[Collected data entries]
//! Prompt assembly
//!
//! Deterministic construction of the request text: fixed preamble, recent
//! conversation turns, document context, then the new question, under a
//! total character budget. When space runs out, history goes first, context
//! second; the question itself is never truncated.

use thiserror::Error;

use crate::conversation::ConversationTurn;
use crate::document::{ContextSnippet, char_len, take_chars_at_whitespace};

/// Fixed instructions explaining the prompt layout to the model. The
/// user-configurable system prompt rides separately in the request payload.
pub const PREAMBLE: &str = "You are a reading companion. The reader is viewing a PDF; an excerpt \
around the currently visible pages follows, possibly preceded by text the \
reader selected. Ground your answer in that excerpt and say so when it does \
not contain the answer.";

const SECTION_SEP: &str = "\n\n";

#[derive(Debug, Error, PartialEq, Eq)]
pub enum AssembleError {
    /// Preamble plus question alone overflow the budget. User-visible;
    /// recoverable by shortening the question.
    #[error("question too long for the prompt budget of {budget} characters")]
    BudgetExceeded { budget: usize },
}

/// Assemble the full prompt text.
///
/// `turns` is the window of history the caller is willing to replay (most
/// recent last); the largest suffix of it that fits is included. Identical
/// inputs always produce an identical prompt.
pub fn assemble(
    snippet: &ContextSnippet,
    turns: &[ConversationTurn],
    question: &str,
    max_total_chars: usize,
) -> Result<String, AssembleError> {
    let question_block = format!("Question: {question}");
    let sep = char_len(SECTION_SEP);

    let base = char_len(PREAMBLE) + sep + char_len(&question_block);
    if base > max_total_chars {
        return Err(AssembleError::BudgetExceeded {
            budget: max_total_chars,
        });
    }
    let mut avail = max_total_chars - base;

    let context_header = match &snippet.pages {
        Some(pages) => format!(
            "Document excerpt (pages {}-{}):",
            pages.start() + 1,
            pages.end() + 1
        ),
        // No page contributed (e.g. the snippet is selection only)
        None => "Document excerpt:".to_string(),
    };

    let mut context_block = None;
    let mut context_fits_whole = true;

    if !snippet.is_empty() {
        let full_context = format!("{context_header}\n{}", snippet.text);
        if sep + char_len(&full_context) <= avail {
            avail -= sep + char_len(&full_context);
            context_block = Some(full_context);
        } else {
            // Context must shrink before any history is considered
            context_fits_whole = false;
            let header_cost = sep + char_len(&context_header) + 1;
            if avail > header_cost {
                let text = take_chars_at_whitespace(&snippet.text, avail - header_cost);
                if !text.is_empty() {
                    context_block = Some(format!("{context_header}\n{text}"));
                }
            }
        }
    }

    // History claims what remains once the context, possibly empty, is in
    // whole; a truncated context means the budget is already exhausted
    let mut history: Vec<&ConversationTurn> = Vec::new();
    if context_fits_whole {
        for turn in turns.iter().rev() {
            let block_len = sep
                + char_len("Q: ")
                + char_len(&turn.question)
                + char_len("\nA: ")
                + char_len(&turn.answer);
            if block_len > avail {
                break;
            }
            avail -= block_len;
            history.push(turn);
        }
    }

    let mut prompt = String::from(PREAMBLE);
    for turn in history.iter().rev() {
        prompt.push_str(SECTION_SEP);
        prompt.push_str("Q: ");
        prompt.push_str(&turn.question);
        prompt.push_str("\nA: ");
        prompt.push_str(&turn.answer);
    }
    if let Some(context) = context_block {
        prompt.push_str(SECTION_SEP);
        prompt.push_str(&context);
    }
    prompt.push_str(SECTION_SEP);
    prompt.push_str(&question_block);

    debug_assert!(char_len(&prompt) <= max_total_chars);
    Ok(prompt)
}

WORK ITEM
Copy out each line of the entries where the word "that" is found.

WRITTEN SOLUTION
reader selected. Ground your answer in that excerpt and say so when it does \
/// recent last); the largest suffix of it that fits is included. Identical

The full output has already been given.